Would be keen to hear your thoughts.


Hi again @Malcolm Lea,

I have some exciting news. We have rolled out our authorization server to most customers. All customers, including PGS, will be onboarded in a few weeks. The majority of our customers are already onboarded.

What does this entail?

  1. We introduced a new concept called Organizations. Organizations live above CDF projects. They live in a hierarchy (tree), and an organization higher up in the tree can manage organizations below it.
  2. Cognite applications now perform OAuth flows against our new authorization server for interactive logins (available for our migrated customers). The authorization server federates with the customer's identity provider (IdP) (nothing has changed in this regard), streamlining OAuth flows for all clients as there is a single entry point. As a developer, you will no longer need point-to-point integration with the customer's IdP.
  3. Every user will have a user profile (name, email, picture) and a unique ID.

The next on our roadmap is to introduce native support for service accounts in CDF. You can then create service accounts in an organization and retrieve client credentials for the service account. We will implement native support in our SDKs to use these credentials.

PGS can then combine the organization hierarchy with service accounts in CDF. You can have a top-level organization for PGS with some sub-organizations, one per customer. Customers can create service accounts within their CDF organization and only access projects tied to this organization (or potentially sub-organizations).
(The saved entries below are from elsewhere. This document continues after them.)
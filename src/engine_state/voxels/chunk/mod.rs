//! # Chunk Module
//!
//! A chunk is the generated content for one [`ChunkCoord`]: the terrain
//! record of every cell, the visuals drawn for them, and the set of cells the
//! chunk contributes to the collision index.
//!
//! ## Ownership
//!
//! The chunk exclusively owns its scene group and every visual in it. Visuals
//! live in one of three places:
//! - `ground`: floor tiles that never block
//! - `blockers`: one visual per blocked cell, keyed by that cell. The keys of
//!   this map are the chunk's ownership list; the collision index holds a cell
//!   exactly while some resident chunk has it here.
//! - `fading`: visuals of destroyed blockers finishing their shrink before
//!   release
//!
//! [`Chunk::release`] frees all three and the group, so a chunk's visuals are
//! released exactly once whether they are destroyed first or evicted first.

use std::collections::HashMap;

use web_time::Duration;

use super::{
    block::{block_type::Material, TerrainCellRecord},
    coords::{ChunkCoord, GridCell},
};
use crate::engine_state::rendering::{GroupHandle, Renderer, VisualHandle};

pub mod chunk_creation;
pub mod generation;

/// Where a blocker came from.
#[derive(Copy, Clone, Debug, PartialEq, Eq)]
pub enum BlockerOrigin {
    /// Generated from a solid terrain record.
    Terrain,
    /// Placed by a builder after generation.
    Placed,
}

/// A blocked cell owned by a chunk, with the visual that represents it.
#[derive(Copy, Clone, Debug, PartialEq, Eq)]
pub struct Blocker {
    /// Material of the obstacle
    pub material: Material,
    /// Visual to remove when the obstacle is destroyed
    pub visual: VisualHandle,
    /// Whether the obstacle was generated or placed
    pub origin: BlockerOrigin,
}

/// A destroyed blocker's visual, waiting out its shrink transition.
#[derive(Copy, Clone, Debug, PartialEq, Eq)]
pub struct FadingVisual {
    /// The shrinking visual
    pub visual: VisualHandle,
    /// Clock time after which the visual is released
    pub release_at: Duration,
}

/// Generated content for one chunk coordinate.
pub struct Chunk {
    coord: ChunkCoord,
    chunk_size: u32,
    group: GroupHandle,
    records: Vec<TerrainCellRecord>,
    ground: Vec<VisualHandle>,
    blockers: HashMap<GridCell, Blocker>,
    fading: Vec<FadingVisual>,
}

impl Chunk {
    /// The chunk's coordinate.
    pub fn coord(&self) -> ChunkCoord {
        self.coord
    }

    /// Scene group holding this chunk's visuals.
    pub fn group(&self) -> GroupHandle {
        self.group
    }

    /// Terrain records in generation order.
    pub fn records(&self) -> &[TerrainCellRecord] {
        &self.records
    }

    /// The terrain record for a cell, if the cell is inside this chunk.
    pub fn record_at(&self, cell: GridCell) -> Option<&TerrainCellRecord> {
        if cell.chunk(self.chunk_size) != self.coord {
            return None;
        }
        let origin = self.coord.origin(self.chunk_size);
        let index = (cell.z - origin.z) as usize * self.chunk_size as usize + (cell.x - origin.x) as usize;
        self.records.get(index)
    }

    /// Cells this chunk currently contributes to the collision index.
    pub fn owned_cells(&self) -> impl Iterator<Item = GridCell> + '_ {
        self.blockers.keys().copied()
    }

    /// Number of cells this chunk currently contributes to the collision index.
    pub fn owned_count(&self) -> usize {
        self.blockers.len()
    }

    /// Whether this chunk owns a blocker at `cell`.
    pub fn owns(&self, cell: GridCell) -> bool {
        self.blockers.contains_key(&cell)
    }

    /// The blocker at `cell`, if any.
    pub fn blocker(&self, cell: GridCell) -> Option<&Blocker> {
        self.blockers.get(&cell)
    }

    /// Visuals waiting out their removal transition.
    pub fn fading(&self) -> &[FadingVisual] {
        &self.fading
    }

    /// Total visuals this chunk is responsible for releasing.
    pub fn visual_count(&self) -> usize {
        self.ground.len() + self.blockers.len() + self.fading.len()
    }

    pub(crate) fn insert_blocker(&mut self, cell: GridCell, blocker: Blocker) {
        self.blockers.insert(cell, blocker);
    }

    pub(crate) fn take_blocker(&mut self, cell: GridCell) -> Option<Blocker> {
        self.blockers.remove(&cell)
    }

    pub(crate) fn push_fading(&mut self, fading: FadingVisual) {
        self.fading.push(fading);
    }

    /// Detaches and releases every fading visual whose deadline has passed.
    ///
    /// # Returns
    /// The number of visuals released.
    pub(crate) fn release_expired(&mut self, now: Duration, renderer: &mut dyn Renderer) -> usize {
        let group = self.group;
        let before = self.fading.len();
        self.fading.retain(|fading| {
            if fading.release_at <= now {
                renderer.detach_visual(group, fading.visual);
                renderer.release_visual(fading.visual);
                false
            } else {
                true
            }
        });
        before - self.fading.len()
    }

    /// Releases every visual and the scene group.
    ///
    /// # Returns
    /// The cells this chunk owned, which the caller must clear from the
    /// collision index.
    pub(crate) fn release(self, renderer: &mut dyn Renderer) -> Vec<GridCell> {
        let group = self.group;
        let fading = self.fading.iter().map(|fading| fading.visual);
        let blockers = self.blockers.values().map(|blocker| blocker.visual);
        for visual in self.ground.iter().copied().chain(blockers).chain(fading) {
            renderer.detach_visual(group, visual);
            renderer.release_visual(visual);
        }
        renderer.release_group(group);
        self.blockers.into_keys().collect()
    }
}
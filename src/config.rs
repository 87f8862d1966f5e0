//! Game configuration.
//!
//! Loaded once at startup from JSON. Every field has a default, so `{}` is a
//! complete configuration and a file only needs the values it changes.

use std::path::Path;

use log::info;
use serde::{Deserialize, Serialize};
use web_time::Duration;

use crate::{engine_state::combat::AttackClass, error::ConfigError};

/// Largest accepted chunk edge, in cells.
pub const MAX_CHUNK_SIZE: u32 = 1024;

/// Largest accepted streaming radius, in chunks.
pub const MAX_RENDER_DISTANCE: u32 = 64;

/// Top-level configuration.
#[derive(Clone, Debug, Default, PartialEq, Serialize, Deserialize)]
#[serde(default, deny_unknown_fields)]
pub struct GameConfig {
    /// Terrain and streaming settings
    pub world: WorldConfig,
    /// Player movement and attack settings
    pub player: PlayerConfig,
}

/// Terrain generation and streaming settings.
#[derive(Clone, Debug, PartialEq, Serialize, Deserialize)]
#[serde(default, deny_unknown_fields)]
pub struct WorldConfig {
    /// Grid cells per chunk edge
    pub chunk_size: u32,
    /// World units per grid cell
    pub tile_size: f32,
    /// Streaming radius in chunks (Chebyshev, inclusive)
    pub render_distance: u32,
    /// Frequency applied to grid coordinates before sampling noise
    pub noise_scale: f64,
    /// Noise seed
    pub seed: u32,
    /// Seed for tree placement. `None` draws one at random per world.
    pub prop_seed: Option<u64>,
    /// Chance that a cell in the prop band grows a tree
    pub prop_chance: f64,
    /// How long a destroyed obstacle shrinks before its visual is released
    pub removal_delay_ms: u64,
}

impl Default for WorldConfig {
    fn default() -> Self {
        WorldConfig {
            chunk_size: 16,
            tile_size: 2.0,
            render_distance: 2,
            noise_scale: 0.1,
            seed: 0,
            prop_seed: None,
            prop_chance: 0.1,
            removal_delay_ms: 50,
        }
    }
}

impl WorldConfig {
    /// Removal delay as a duration.
    pub fn removal_delay(&self) -> Duration {
        Duration::from_millis(self.removal_delay_ms)
    }
}

/// Player movement and attack settings.
#[derive(Clone, Debug, PartialEq, Serialize, Deserialize)]
#[serde(default, deny_unknown_fields)]
pub struct PlayerConfig {
    /// World units moved per tick at full stick deflection
    pub speed: f32,
    /// Minimum time between two attacks
    pub attack_cooldown_ms: u64,
    /// The player's attack class
    pub attack_class: AttackClass,
    /// Distance in front of the player a builder places blocks
    pub build_distance: f32,
}

impl Default for PlayerConfig {
    fn default() -> Self {
        PlayerConfig {
            speed: 0.25,
            attack_cooldown_ms: 500,
            attack_class: AttackClass::Melee,
            build_distance: 4.0,
        }
    }
}

impl PlayerConfig {
    /// Attack cooldown as a duration.
    pub fn attack_cooldown(&self) -> Duration {
        Duration::from_millis(self.attack_cooldown_ms)
    }
}

impl GameConfig {
    /// Parses and validates a JSON configuration.
    pub fn from_json_str(text: &str) -> Result<Self, ConfigError> {
        let config: GameConfig = serde_json::from_str(text)?;
        config.validate()?;
        Ok(config)
    }

    /// Reads, parses and validates a JSON configuration file.
    pub fn load(path: impl AsRef<Path>) -> Result<Self, ConfigError> {
        let path = path.as_ref();
        let text = std::fs::read_to_string(path).map_err(|source| ConfigError::Io {
            path: path.to_path_buf(),
            source,
        })?;
        let config = Self::from_json_str(&text)?;
        info!("loaded config from {}", path.display());
        Ok(config)
    }

    /// Checks every value the simulation depends on.
    pub fn validate(&self) -> Result<(), ConfigError> {
        let world = &self.world;
        if !(1..=MAX_CHUNK_SIZE).contains(&world.chunk_size) {
            return Err(invalid(
                "world.chunk_size",
                &format!("must be between 1 and {MAX_CHUNK_SIZE}"),
            ));
        }
        if world.render_distance > MAX_RENDER_DISTANCE {
            return Err(invalid(
                "world.render_distance",
                &format!("must be at most {MAX_RENDER_DISTANCE}"),
            ));
        }
        if !(world.tile_size.is_finite() && world.tile_size > 0.0) {
            return Err(invalid("world.tile_size", "must be a positive number"));
        }
        if !(world.noise_scale.is_finite() && world.noise_scale > 0.0) {
            return Err(invalid("world.noise_scale", "must be a positive number"));
        }
        if !(0.0..=1.0).contains(&world.prop_chance) {
            return Err(invalid("world.prop_chance", "must be between 0 and 1"));
        }

        let player = &self.player;
        if !(player.speed.is_finite() && player.speed > 0.0) {
            return Err(invalid("player.speed", "must be a positive number"));
        }
        if !(player.build_distance.is_finite() && player.build_distance >= 0.0) {
            return Err(invalid("player.build_distance", "must be zero or more"));
        }
        Ok(())
    }
}

fn invalid(field: &'static str, reason: &str) -> ConfigError {
    ConfigError::Invalid {
        field,
        reason: reason.to_string(),
    }
}

#[cfg(test)]
mod tests {
    use super::*;

    #[test]
    fn empty_object_is_the_default() {
        let config = GameConfig::from_json_str("{}").unwrap();
        assert_eq!(config, GameConfig::default());
        assert_eq!(config.world.chunk_size, 16);
        assert_eq!(config.world.tile_size, 2.0);
        assert_eq!(config.player.attack_cooldown(), Duration::from_millis(500));
    }

    #[test]
    fn partial_overrides() {
        let config = GameConfig::from_json_str(
            r#"{ "world": { "seed": 9, "prop_seed": 4 }, "player": { "attack_class": "builder" } }"#,
        )
        .unwrap();
        assert_eq!(config.world.seed, 9);
        assert_eq!(config.world.prop_seed, Some(4));
        assert_eq!(config.world.render_distance, 2);
        assert_eq!(config.player.attack_class, AttackClass::Builder);
    }

    #[test]
    fn rejects_bad_values() {
        let err = GameConfig::from_json_str(r#"{ "world": { "chunk_size": 0 } }"#).unwrap_err();
        assert!(matches!(err, ConfigError::Invalid { field: "world.chunk_size", .. }));

        let err = GameConfig::from_json_str(r#"{ "world": { "chunk_size": 70000 } }"#).unwrap_err();
        assert!(matches!(err, ConfigError::Invalid { field: "world.chunk_size", .. }));

        let err = GameConfig::from_json_str(r#"{ "world": { "render_distance": 4294967295 } }"#).unwrap_err();
        assert!(matches!(err, ConfigError::Invalid { field: "world.render_distance", .. }));

        let err = GameConfig::from_json_str(r#"{ "world": { "prop_chance": 1.5 } }"#).unwrap_err();
        assert!(matches!(err, ConfigError::Invalid { field: "world.prop_chance", .. }));

        let err = GameConfig::from_json_str(r#"{ "player": { "speed": -1 } }"#).unwrap_err();
        assert!(matches!(err, ConfigError::Invalid { field: "player.speed", .. }));
    }

    #[test]
    fn accepts_the_largest_world() {
        let text = format!(
            r#"{{ "world": {{ "chunk_size": {MAX_CHUNK_SIZE}, "render_distance": {MAX_RENDER_DISTANCE} }} }}"#
        );
        let config = GameConfig::from_json_str(&text).unwrap();
        assert_eq!(config.world.chunk_size, MAX_CHUNK_SIZE);
        assert_eq!(config.world.render_distance, MAX_RENDER_DISTANCE);
    }

    #[test]
    fn rejects_unknown_fields_and_bad_json() {
        assert!(matches!(
            GameConfig::from_json_str(r#"{ "wrold": {} }"#),
            Err(ConfigError::Parse(_))
        ));
        assert!(matches!(GameConfig::from_json_str("{"), Err(ConfigError::Parse(_))));
    }

    #[test]
    fn missing_file_is_an_io_error() {
        let err = GameConfig::load("/definitely/not/here.json").unwrap_err();
        assert!(matches!(err, ConfigError::Io { .. }));
    }
}
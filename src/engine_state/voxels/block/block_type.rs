//! # Material Module
//!
//! Defines the material classes a terrain cell or placed block can have.

use num_derive::FromPrimitive;
use serde::{Deserialize, Serialize};

use super::MaterialSize;

/// Enumerates every material class in the arena.
///
/// The discriminants are stable and double as indices into
/// [`MATERIAL_COLORS`](super::MATERIAL_COLORS).
#[derive(Copy, Clone, Debug, PartialEq, Eq, Hash, FromPrimitive, Serialize, Deserialize)]
#[serde(rename_all = "lowercase")]
pub enum Material {
    /// Open ground. Walkable.
    Grass,

    /// Low-lying ground where the noise dips. Walkable.
    Dirt,

    /// Raised outcrop. Blocks movement and can be destroyed.
    Rock,

    /// A tree prop standing on grass. Blocks movement and can be destroyed.
    Tree,

    /// A block placed by a builder. Blocks movement and can be destroyed.
    Build,
}

impl Material {
    /// Converts a compact `MaterialSize` back to a `Material`.
    ///
    /// # Returns
    /// `None` if the value does not name a material.
    pub fn from_int(material: MaterialSize) -> Option<Self> {
        num::FromPrimitive::from_u8(material)
    }

    /// Whether cells of this material are entered into the collision index.
    pub fn is_solid(self) -> bool {
        matches!(self, Material::Rock | Material::Tree | Material::Build)
    }

    /// Height of the ground tile under this material, in tiles.
    pub fn ground_height(self) -> f32 {
        match self {
            Material::Rock => 2.5,
            _ => 0.2,
        }
    }
}

#[cfg(test)]
mod tests {
    use super::*;

    #[test]
    fn round_trips_through_compact_form() {
        for material in [Material::Grass, Material::Dirt, Material::Rock, Material::Tree, Material::Build] {
            assert_eq!(Material::from_int(material as MaterialSize), Some(material));
        }
        assert_eq!(Material::from_int(200), None);
    }

    #[test]
    fn only_obstacles_are_solid() {
        assert!(!Material::Grass.is_solid());
        assert!(!Material::Dirt.is_solid());
        assert!(Material::Rock.is_solid());
        assert!(Material::Tree.is_solid());
        assert!(Material::Build.is_solid());
    }
}
//! # Input Manager
//!
//! Turns winit window events into the per-tick [`InputSnapshot`]:
//! - WASD keys give the move vector, normalised on diagonals
//! - The cursor position relative to the window centre gives the aim
//! - The left mouse button fires
//!
//! On touch screens the window splits into two virtual sticks. A finger that
//! lands on the left half drives movement, one on the right half aims and
//! holds the trigger down until it lifts.

use cgmath::{InnerSpace, Vector2};
use winit::{
    event::{ElementState, KeyEvent, MouseButton, Touch, TouchPhase, WindowEvent},
    keyboard::{KeyCode, PhysicalKey},
};

use super::{
    input_state::{ButtonStates, RawInputState},
    InputSnapshot, InputSource,
};

const KEY_CODES: [KeyCode; 4] = [KeyCode::KeyW, KeyCode::KeyA, KeyCode::KeyS, KeyCode::KeyD];

const FIRE_BUTTON: MouseButton = MouseButton::Left;

/// Finger travel in pixels that gives a stick full deflection.
pub const STICK_RADIUS: f64 = 50.0;

/// A virtual stick anchored where its finger first touched.
#[derive(Debug, Clone, Copy)]
struct Stick {
    id: u64,
    anchor: (f64, f64),
    /// Screen convention, length clamped to 1
    vector: Vector2<f32>,
}

impl Stick {
    fn new(id: u64, x: f64, y: f64) -> Self {
        Stick {
            id,
            anchor: (x, y),
            vector: Vector2::new(0.0, 0.0),
        }
    }

    fn drag_to(&mut self, x: f64, y: f64) {
        let dx = (x - self.anchor.0) / STICK_RADIUS;
        let dy = -(y - self.anchor.1) / STICK_RADIUS;
        let vector = Vector2::new(dx as f32, dy as f32);
        self.vector = if vector.magnitude2() > 1.0 {
            vector.normalize()
        } else {
            vector
        };
    }
}

/// Tracks keyboard, mouse and window state between ticks.
#[derive(Debug, Clone)]
pub struct InputManager {
    keys: ButtonStates<KeyCode>,
    buttons: ButtonStates<MouseButton>,
    window_size: (u32, u32),
    /// Last non-zero aim, in screen convention (y up)
    aim: Vector2<f32>,
    move_stick: Option<Stick>,
    aim_stick: Option<Stick>,
}

impl InputManager {
    /// Creates a manager for a window of the given size.
    ///
    /// The aim starts at zero, so nothing fires until the cursor moves.
    pub fn new(width: u32, height: u32) -> Self {
        InputManager {
            keys: ButtonStates::new(KEY_CODES),
            buttons: ButtonStates::new([FIRE_BUTTON]),
            window_size: (width, height),
            aim: Vector2::new(0.0, 0.0),
            move_stick: None,
            aim_stick: None,
        }
    }

    /// Processes a window event.
    ///
    /// # Arguments
    /// * `event` - The window event to process
    pub fn intake_input(&mut self, event: &WindowEvent) {
        match event {
            WindowEvent::KeyboardInput {
                event:
                    KeyEvent {
                        state,
                        physical_key: PhysicalKey::Code(key),
                        ..
                    },
                ..
            } => {
                self.set_key(*key, *state == ElementState::Pressed);
            }
            WindowEvent::MouseInput { button, state, .. } => {
                self.set_mouse_button(*button, *state == ElementState::Pressed);
            }
            WindowEvent::CursorMoved { position, .. } => {
                self.set_cursor(position.x, position.y);
            }
            WindowEvent::Resized(size) => {
                self.set_window_size(size.width, size.height);
            }
            WindowEvent::Touch(Touch { phase, location, id, .. }) => match phase {
                TouchPhase::Started => self.touch_start(*id, location.x, location.y),
                TouchPhase::Moved => self.touch_move(*id, location.x, location.y),
                TouchPhase::Ended | TouchPhase::Cancelled => self.touch_end(*id),
            },
            WindowEvent::Focused(false) => {
                self.reset_inputs();
            }
            _ => {}
        }
    }

    /// Records a key going up or down. Keys other than WASD are ignored.
    pub fn set_key(&mut self, key: KeyCode, pressed: bool) {
        self.keys.set(key, pressed);
    }

    /// Records a mouse button going up or down.
    pub fn set_mouse_button(&mut self, button: MouseButton, pressed: bool) {
        self.buttons.set(button, pressed);
    }

    /// Updates the aim from a cursor position in window pixels.
    ///
    /// A cursor exactly on the centre keeps the previous aim.
    pub fn set_cursor(&mut self, x: f64, y: f64) {
        let (width, height) = self.window_size;
        let dx = x - f64::from(width) / 2.0;
        let dy = -(y - f64::from(height) / 2.0);
        let offset = Vector2::new(dx as f32, dy as f32);
        if offset.magnitude2() > 0.0 {
            self.aim = offset.normalize();
        }
    }

    /// Updates the window size the cursor and touches are measured against.
    pub fn set_window_size(&mut self, width: u32, height: u32) {
        self.window_size = (width, height);
    }

    /// A finger touched the window.
    ///
    /// The left half of the window holds the move stick and the right half
    /// the aim stick. A touch on a half whose stick is already held is
    /// ignored.
    pub fn touch_start(&mut self, id: u64, x: f64, y: f64) {
        let slot = if x < f64::from(self.window_size.0) / 2.0 {
            &mut self.move_stick
        } else {
            &mut self.aim_stick
        };
        if slot.is_none() {
            *slot = Some(Stick::new(id, x, y));
        }
    }

    /// A held finger moved.
    pub fn touch_move(&mut self, id: u64, x: f64, y: f64) {
        if let Some(stick) = self.move_stick.as_mut().filter(|stick| stick.id == id) {
            stick.drag_to(x, y);
        } else if let Some(stick) = self.aim_stick.as_mut().filter(|stick| stick.id == id) {
            stick.drag_to(x, y);
            if stick.vector.magnitude2() > 0.0 {
                self.aim = stick.vector.normalize();
            }
        }
    }

    /// A finger lifted. Releasing the aim stick stops firing but keeps the aim.
    pub fn touch_end(&mut self, id: u64) {
        if self.move_stick.is_some_and(|stick| stick.id == id) {
            self.move_stick = None;
        } else if self.aim_stick.is_some_and(|stick| stick.id == id) {
            self.aim_stick = None;
        }
    }

    /// The move vector: `x` right, `y` up.
    ///
    /// A held move stick wins over the keys and may be shorter than unit
    /// length. WASD gives unit length or zero.
    pub fn move_vector(&self) -> Vector2<f32> {
        if let Some(stick) = &self.move_stick {
            return stick.vector;
        }
        let axis = |positive: KeyCode, negative: KeyCode| {
            f32::from(u8::from(self.keys.is_down(positive))) - f32::from(u8::from(self.keys.is_down(negative)))
        };
        let vector = Vector2::new(axis(KeyCode::KeyD, KeyCode::KeyA), axis(KeyCode::KeyW, KeyCode::KeyS));
        if vector.magnitude2() > 0.0 {
            vector.normalize()
        } else {
            vector
        }
    }

    /// The last non-zero aim, unit length, or zero before any aim.
    pub fn aim_vector(&self) -> Vector2<f32> {
        self.aim
    }

    /// Whether the fire button or the aim stick is held.
    pub fn firing(&self) -> bool {
        self.buttons.is_down(FIRE_BUTTON) || self.aim_stick.is_some()
    }

    /// The transition of a movement key this frame.
    pub fn key_state(&self, key: KeyCode) -> RawInputState {
        self.keys.state(key)
    }

    /// The transition of the fire button this frame.
    pub fn fire_state(&self) -> RawInputState {
        self.buttons.state(FIRE_BUTTON)
    }

    /// Ends the frame so the next one sees fresh transitions.
    pub fn end_frame(&mut self) {
        self.keys.advance();
        self.buttons.advance();
    }

    /// Releases every key, button and stick.
    ///
    /// Called when the window loses focus so nothing stays stuck down.
    pub fn reset_inputs(&mut self) {
        self.keys.release_all();
        self.buttons.release_all();
        self.move_stick = None;
        self.aim_stick = None;
    }
}

impl InputSource for InputManager {
    fn snapshot(&mut self) -> InputSnapshot {
        let snapshot = InputSnapshot {
            move_vector: self.move_vector(),
            aim_vector: self.aim_vector(),
            firing: self.firing(),
        };
        self.end_frame();
        snapshot
    }
}

#[cfg(test)]
mod tests {
    use super::*;
    use approx::assert_relative_eq;

    #[test]
    fn diagonals_are_normalised() {
        let mut input = InputManager::new(800, 600);
        input.set_key(KeyCode::KeyW, true);
        input.set_key(KeyCode::KeyD, true);
        let vector = input.move_vector();
        assert_relative_eq!(vector.x, std::f32::consts::FRAC_1_SQRT_2);
        assert_relative_eq!(vector.y, std::f32::consts::FRAC_1_SQRT_2);
    }

    #[test]
    fn opposite_keys_cancel() {
        let mut input = InputManager::new(800, 600);
        input.set_key(KeyCode::KeyA, true);
        input.set_key(KeyCode::KeyD, true);
        assert_eq!(input.move_vector(), Vector2::new(0.0, 0.0));
    }

    #[test]
    fn cursor_above_centre_aims_up() {
        let mut input = InputManager::new(800, 600);
        assert_eq!(input.aim_vector(), Vector2::new(0.0, 0.0));
        input.set_cursor(400.0, 100.0);
        assert_relative_eq!(input.aim_vector().x, 0.0);
        assert_relative_eq!(input.aim_vector().y, 1.0);

        // the centre itself keeps the last aim
        input.set_cursor(400.0, 300.0);
        assert_relative_eq!(input.aim_vector().y, 1.0);
    }

    #[test]
    fn resize_moves_the_centre() {
        let mut input = InputManager::new(800, 600);
        input.set_window_size(200, 200);
        input.set_cursor(150.0, 100.0);
        assert_relative_eq!(input.aim_vector().x, 1.0);
        assert_relative_eq!(input.aim_vector().y, 0.0);
    }

    #[test]
    fn snapshot_reports_fire_and_ends_the_frame() {
        let mut input = InputManager::new(800, 600);
        input.set_mouse_button(MouseButton::Left, true);
        assert!(input.fire_state().is_just_pressed());

        let snapshot = input.snapshot();
        assert!(snapshot.firing);
        assert_eq!(input.fire_state(), RawInputState::Held);

        input.reset_inputs();
        assert!(!input.snapshot().firing);
    }

    #[test]
    fn move_stick_force_is_clamped() {
        let mut input = InputManager::new(800, 600);
        input.touch_start(1, 100.0, 400.0);
        input.touch_move(1, 100.0 + 3.0 * STICK_RADIUS, 400.0);
        assert_relative_eq!(input.move_vector().x, 1.0);
        assert_relative_eq!(input.move_vector().y, 0.0);

        // half deflection toward the top of the screen
        input.touch_move(1, 100.0, 400.0 - STICK_RADIUS / 2.0);
        assert_relative_eq!(input.move_vector().x, 0.0);
        assert_relative_eq!(input.move_vector().y, 0.5);
        assert!(!input.firing());
    }

    #[test]
    fn move_stick_overrides_keys_until_lifted() {
        let mut input = InputManager::new(800, 600);
        input.set_key(KeyCode::KeyD, true);
        input.touch_start(4, 200.0, 300.0);
        assert_eq!(input.move_vector(), Vector2::new(0.0, 0.0));

        input.touch_end(4);
        assert_relative_eq!(input.move_vector().x, 1.0);
        input.set_key(KeyCode::KeyD, false);
        assert_eq!(input.move_vector(), Vector2::new(0.0, 0.0));
    }

    #[test]
    fn aim_stick_aims_and_fires_while_held() {
        let mut input = InputManager::new(800, 600);
        input.touch_start(7, 600.0, 300.0);
        assert!(input.firing());

        input.touch_move(7, 600.0, 280.0);
        assert_relative_eq!(input.aim_vector().x, 0.0);
        assert_relative_eq!(input.aim_vector().y, 1.0);
        let snapshot = input.snapshot();
        assert!(snapshot.firing);
        assert_eq!(snapshot.move_vector, Vector2::new(0.0, 0.0));

        input.touch_end(7);
        assert!(!input.firing());
        assert_relative_eq!(input.aim_vector().y, 1.0);
    }

    #[test]
    fn both_sticks_track_their_own_fingers() {
        let mut input = InputManager::new(800, 600);
        input.touch_start(1, 100.0, 300.0);
        input.touch_start(2, 700.0, 300.0);
        // a second finger on a held half does nothing
        input.touch_start(3, 150.0, 300.0);
        input.touch_move(3, 150.0, 0.0);
        assert_eq!(input.move_vector(), Vector2::new(0.0, 0.0));

        input.touch_move(1, 100.0 - STICK_RADIUS, 300.0);
        input.touch_move(2, 700.0 + STICK_RADIUS, 300.0);
        assert_relative_eq!(input.move_vector().x, -1.0);
        assert_relative_eq!(input.aim_vector().x, 1.0);
        assert!(input.firing());

        input.reset_inputs();
        assert!(!input.firing());
        assert_eq!(input.move_vector(), Vector2::new(0.0, 0.0));
    }
}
Would something like this solve your problem?

From the text, it's unclear if you want a service account or if you only have a simpler way of authenticating (interactive login). We will improve our Javascript SDK to add support for interactive login now that we have our own authorization server.

With the organization hierarchy, a sub-organization can be configured to use another IdP than the parent organization. This way, you could point the sub-organization to the customer's IdP. Then the customer could use their own IdP to control who has access to the projects.


Hi @BugGambit this is indeed interesting, thanks for the information.

 

I have a couple of initial questions:

How would the organisations relate to the existing concepts of groups and scoped access? For example, would I be able to say that users (or service accounts) from a customer organisation should have access to a given partition or dataset within a project, but not the others, whilst at the same time letting people from our own organisation have broader access to all the customers’ partitions?

I presume there will still be some kind of mapping still between groups in the external IdPs and in CDF: how would this mapping be managed and where?
 

Look forward to seeing the new functionality!


@Malcolm Lea 

Great to see!

It doesn’t make sense anymore to link CDF groups to groups in the external IdP when we introduce service accounts natively as the external IdP doesn’t have a notion of the CDF service accounts. However, we will add support for you to add these service accounts directly to a CDF group. See the screenshot of a feature we will release very soon which now only supports user accounts (either a specific list of users or “all” users). This doesn’t include service accounts yet, but you get an idea of how it will behave.

These groups will not be linked to an external IdP but rather be fully managed within CDF.

These groups will behave the same as CDF groups today in regard to access, the only thing different is the membership (not requiring source ID anymore). The current CDF groups (externally managed membership) will continue to work as normal.

Will you require access to the data in these sub-organizations? We will support a parent organization managing sub-organizations (change IdP settings, create sub-organizations, create sub-projects). This currenlty doesn’t include industrial data.